The Tourist Club lives on in Sulphur Springs
The Sulphur Springs Tourist Club, known as the Harbor Club since 1985, is located at 915 East Grant Street. The view above is facing northwest from just across the Hillsborough River. (The Nebraska Avenue Bridge is to the far left just out of the frame.) It was built on the north bank of the river, just east of Nebraska Avenue in Tampa's Sulphur Springs. The social center of the community from the 1920s through the 1940s, it was the place for dining and dancing. The facility included a popular restaurant and bar and a second floor ballroom. In later years the riverfront building on 3 acres also contained a barbershop, television repair and retail shops. A postcard view form the 1940s shows the front of the club in it heyday. (Click to enlarge.) Notice on the left side are shuffleboards courts, always popular with tourists who flocked to Florida - young and old alike. The courts would be on the far right side of the photo above.
11 comments:
This must have been really hoity-toity way back when.
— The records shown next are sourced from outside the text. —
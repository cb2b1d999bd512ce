use std::collections::{HashMap, HashSet};

use serde::Serialize;

use crate::lexicon::{any_present, QUOTE_CHARS, SOURCE_WORDS, TOKEN_PUNCTUATION, TOPIC_KEYWORDS};
use crate::metrics::words;

const TOP_WORDS: usize = 10;
/// Tokens must be longer than this (in characters, before trimming) to count.
const MIN_FREQUENCY_TOKEN_CHARS: usize = 3;

#[derive(Debug, Clone, PartialEq, Eq, Serialize)]
pub struct WordCount {
    pub word: String,
    pub count: usize,
}

#[derive(Debug, Clone, PartialEq, Serialize)]
pub struct ContentProfile {
    pub most_common_words: Vec<WordCount>,
    pub topics_covered: Vec<&'static str>,
    pub has_quotes: bool,
    pub mentions_sources: bool,
    pub diversity_score: f64,
}

/// Most frequent tokens, highest count first. Equal counts keep the order in
/// which the words first appeared.
pub fn most_common_words(text: &str, limit: usize) -> Vec<WordCount> {
    let mut order: Vec<WordCount> = Vec::new();
    let mut index: HashMap<&str, usize> = HashMap::new();

    for token in words(text) {
        if token.chars().count() <= MIN_FREQUENCY_TOKEN_CHARS {
            continue;
        }
        let word = token.trim_matches(TOKEN_PUNCTUATION);
        match index.get(word) {
            Some(&i) => order[i].count += 1,
            None => {
                index.insert(word, order.len());
                order.push(WordCount {
                    word: word.to_string(),
                    count: 1,
                });
            }
        }
    }

    // sort_by is stable, so first-seen order survives among ties
    order.sort_by(|a, b| b.count.cmp(&a.count));
    order.truncate(limit);
    order
}

pub fn topics_covered(text: &str) -> Vec<&'static str> {
    TOPIC_KEYWORDS
        .iter()
        .filter(|(_, keywords)| any_present(text, keywords))
        .map(|(label, _)| *label)
        .collect()
}

/// Type/token ratio over whitespace tokens, in `[0, 1]`.
pub fn diversity_score(text: &str) -> f64 {
    let tokens = words(text);
    if tokens.is_empty() {
        return 0.0;
    }
    let distinct: HashSet<&str> = tokens.iter().copied().collect();
    distinct.len() as f64 / tokens.len() as f64
}

pub fn analyze(text: &str) -> ContentProfile {
    ContentProfile {
        most_common_words: most_common_words(text, TOP_WORDS),
        topics_covered: topics_covered(text),
        has_quotes: text.contains(QUOTE_CHARS),
        mentions_sources: any_present(text, SOURCE_WORDS),
        diversity_score: diversity_score(text),
    }
}

#[cfg(test)]
mod tests {
    use super::*;

    #[test]
    fn frequency_strips_punctuation_and_skips_short_tokens() {
        let top = most_common_words("المدينة، المدينة. المدينة: في في في", 10);
        // "المدينة،" ends in an Arabic comma which is not stripped
        assert_eq!(
            top,
            vec![
                WordCount {
                    word: "المدينة".to_string(),
                    count: 2
                },
                WordCount {
                    word: "المدينة،".to_string(),
                    count: 1
                },
            ]
        );
    }

    #[test]
    fn ties_keep_first_occurrence_order() {
        let top = most_common_words("beta alpha gamma alpha beta gamma", 10);
        let order: Vec<&str> = top.iter().map(|w| w.word.as_str()).collect();
        assert_eq!(order, vec!["beta", "alpha", "gamma"]);
    }

    #[test]
    fn topics_follow_declaration_order() {
        let text = "استثمار في السياحة وزيارة المواقع ذات التاريخ";
        assert_eq!(topics_covered(text), vec!["history", "tourism", "economy"]);
    }

    #[test]
    fn diversity_is_a_type_token_ratio() {
        assert_eq!(diversity_score(""), 0.0);
        assert_eq!(diversity_score("a a b b"), 0.5);
        assert_eq!(diversity_score("a b c"), 1.0);
    }

    #[test]
    fn quotes_and_sources() {
        let p = analyze("قال \"المدير\" وفق التقرير");
        assert!(p.has_quotes);
        assert!(p.mentions_sources);
        assert!(!analyze("نص عادي").has_quotes);
    }
}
Shuffleboard...I love it. But not too many folks play it anymore...
Well, maybe old guys smoking cigars!
Nice picture Frank. That reflection is awesome. I those dinning and dancing places must have been incredibly hot during the summers back in those days. I wonder if they took a dip in thee water tool cool off?
Please feel freel to participate in my "Weekend Reflections" meme it's at my Newtown blog every Friday through Sunday.
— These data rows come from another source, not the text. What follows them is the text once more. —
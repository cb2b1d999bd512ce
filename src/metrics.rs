use serde::Serialize;

/// Words per minute for silent reading.
pub const READING_WPM: f64 = 150.0;
/// Spoken delivery rate for Arabic broadcast copy.
pub const BROADCAST_WORDS_PER_SECOND: f64 = 2.5;

const READABILITY_EASY_MAX: f64 = 15.0;
const READABILITY_MEDIUM_MAX: f64 = 25.0;

#[derive(Debug, Clone, Copy, PartialEq, Eq, Serialize)]
#[serde(rename_all = "snake_case")]
pub enum Readability {
    Easy,
    Medium,
    Advanced,
}

impl Readability {
    fn for_sentence_length(avg: f64) -> Self {
        if avg < READABILITY_EASY_MAX {
            Readability::Easy
        } else if avg < READABILITY_MEDIUM_MAX {
            Readability::Medium
        } else {
            Readability::Advanced
        }
    }
}

#[derive(Debug, Clone, PartialEq, Serialize)]
pub struct BasicMetrics {
    pub word_count: usize,
    pub sentence_count: usize,
    pub char_count: usize,
    pub paragraph_count: usize,
    pub avg_sentence_length: f64,
    pub avg_word_length: f64,
    pub reading_time_minutes: f64,
    pub broadcast_time_seconds: u64,
    pub readability: Readability,
}

// ---------------------------------------------------------------------------
// Tokenization
// ---------------------------------------------------------------------------

pub fn words(text: &str) -> Vec<&str> {
    text.split_whitespace().collect()
}

/// Period-delimited fragments, trimmed, empties dropped.
pub fn sentences(text: &str) -> Vec<&str> {
    text.split('.')
        .map(str::trim)
        .filter(|s| !s.is_empty())
        .collect()
}

pub fn paragraph_breaks(text: &str) -> usize {
    text.matches("\n\n").count()
}

/// One decimal place, ties to even.
pub fn round1(value: f64) -> f64 {
    (value * 10.0).round_ties_even() / 10.0
}

pub fn compute(text: &str) -> BasicMetrics {
    let words = words(text);
    let word_count = words.len();
    let sentence_count = sentences(text).len();

    let avg_sentence_length = if sentence_count > 0 {
        word_count as f64 / sentence_count as f64
    } else {
        0.0
    };
    let avg_word_length = if word_count > 0 {
        let total: usize = words.iter().map(|w| w.chars().count()).sum();
        total as f64 / word_count as f64
    } else {
        0.0
    };

    BasicMetrics {
        word_count,
        sentence_count,
        char_count: text.chars().count(),
        paragraph_count: paragraph_breaks(text) + 1,
        avg_sentence_length: round1(avg_sentence_length),
        avg_word_length: round1(avg_word_length),
        reading_time_minutes: round1(word_count as f64 / READING_WPM),
        broadcast_time_seconds: (word_count as f64 / BROADCAST_WORDS_PER_SECOND) as u64,
        readability: Readability::for_sentence_length(avg_sentence_length),
    }
}

#[cfg(test)]
mod tests {
    use super::*;

    #[test]
    fn empty_text_has_one_paragraph_and_nothing_else() {
        let m = compute("");
        assert_eq!(m.word_count, 0);
        assert_eq!(m.sentence_count, 0);
        assert_eq!(m.char_count, 0);
        assert_eq!(m.paragraph_count, 1);
        assert_eq!(m.avg_sentence_length, 0.0);
        assert_eq!(m.avg_word_length, 0.0);
        assert_eq!(m.broadcast_time_seconds, 0);
    }

    #[test]
    fn counts_sentences_on_periods_only() {
        // the lone "." is still a whitespace token
        let m = compute("one two. three four five.  . six");
        assert_eq!(m.word_count, 7);
        assert_eq!(m.sentence_count, 3);
        assert_eq!(m.avg_sentence_length, 2.3);
    }

    #[test]
    fn char_count_uses_characters_not_bytes() {
        let m = compute("مرحبا");
        assert_eq!(m.char_count, 5);
        assert_eq!(m.avg_word_length, 5.0);
    }

    #[test]
    fn rounding_ties_go_to_even() {
        // 9 chars over 4 words = 2.25
        assert_eq!(compute("ab cd ef abc").avg_word_length, 2.2);
        assert_eq!(round1(0.25), 0.2);
        assert_eq!(round1(91.58), 91.6);
    }

    #[test]
    fn broadcast_time_floors() {
        let text = vec!["word"; 7].join(" ");
        let m = compute(&text);
        // 7 / 2.5 = 2.8
        assert_eq!(m.broadcast_time_seconds, 2);
        assert_eq!(m.reading_time_minutes, 0.0);
    }
}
Any type of reflection photo. water,windows,mirrors,bald heads, etc.
I like the way you took this picture from across the water and caught the beautiful reflection of the building and the tree. This place must have been very popular at one time. I have always wanted to try shuffleboard!
Love the Clearwater Beach's Crabby Joe's is it? Great grouper!
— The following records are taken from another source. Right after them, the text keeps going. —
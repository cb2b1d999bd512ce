use serde::Serialize;
use tracing::debug;

use crate::content::{self, ContentProfile};
use crate::metrics::{self, BasicMetrics};
use crate::recommend::{recommend, Recommendation, Signals};
use crate::score::{score, OverallScore};
use crate::style::{self, StyleProfile};

#[derive(Debug, Clone, PartialEq, Serialize)]
pub struct AnalysisResult {
    pub basic: BasicMetrics,
    pub style: StyleProfile,
    pub content: ContentProfile,
    pub recommendations: Vec<Recommendation>,
    pub overall_score: OverallScore,
}

/// Run the full heuristic pipeline over `text`. Deterministic; empty input
/// is valid and yields mostly-zero metrics.
pub fn analyze(text: &str) -> AnalysisResult {
    let basic = metrics::compute(text);
    let style = style::classify(text);
    let content = content::analyze(text);

    let signals = Signals {
        basic: &basic,
        style: &style,
        content: &content,
    };
    let recommendations = recommend(&signals);
    let overall_score = score(&signals);

    debug!(
        words = basic.word_count,
        journalist_score = style.journalist_score,
        recommendations = recommendations.len(),
        score = overall_score.score,
        "script analyzed"
    );

    AnalysisResult {
        basic,
        style,
        content,
        recommendations,
        overall_score,
    }
}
@ Jacob - I could claim once to be a champion at shuffleboard but that's when cars had fins and I thought all girls had coodies. (I'm just old enough to enjoy a good cigar.)
@ James - Until air conditioning arrived, Florida was beastly. Huge attic mounted fans worked pretty well to draw air through cracked windows to provide a bit of cooling. A dance hall like this one without AC would be unbearable and the air rather pungent to say the least.
The natural spring is about 50 yards from this building. I bet a lot of folks cooled off there often!
I will try your Weekend Reflections this week. Sounds like fun. Thanks James.
@ Lois - You have NEVER played shuffleboard?? Horrors! It's a fast-moving sport that taxes every muscle in the brain and body. (Kidding, of course)
@ Birdman - I have eaten quite often at Crabby Bills on Clearwater Beach.
Fried shrimp and delicious grouper. Very popular place.
As kids in the early fifties, walking home from the Sulfur Springs Movie theater matinee, we used to stop by the spring in front of the tourist club and get a drink of sulfur water from the big artisen well housed in a little sunken privilion in the parking lot. We would meet the tourists filling big jugs up with the sulfur water to take home with them. They said it was the fountain of youth and good for you. It tasted awful but we were used to it. We watched them play shuffleboard. Right, a lot of them were old men with cigars.
Ahh, the Tourist Club. I remember my father getting the sulphur water and bringing it home. I didn't drink it, tasted awful. Dad said it was good for you. We lived less than a 1/4 mile from there.
How long did your father live after carrying the sulphur springs water home? I wondered if it was true as I drank what I could. SOO Cold. We had a pump and well water at our house at 7806 12 th Street. People who came to see us didn't like our water but we were used to it. Notice the amount of windows in the dance hall. That and fans is how they kept cool. Also shuffleboard outside. The old men wore their belts up past their navel and suspenders and good long pants and hats. They were from up north. I used to walk cross Nebraska avenue to go swimming in the Sulfur Springs pool. I loved it, snakes and all. My first job was lockerroom girl. age 12. I carried the keys to the lockers and cleaned the lysol footbaths. I played a lot of pinball.
Upstairs was another pavilion and Dance hall where the Swedish came to dance the Schottische, The Scandavian folk dance. They also said it kept you young.
I loved to watch them. Across the way was the mall with all kinds of stores and marble floors brass railings, Banks billiard hall where there were more old men smoking cigars. I was about 7 yrs old and afraid of them. On the side street beside the Springs Theater was a Lonely Hearts club, My mother said. I felt sorry for them to be lonely. Sulphur Springs was a small community in a big City.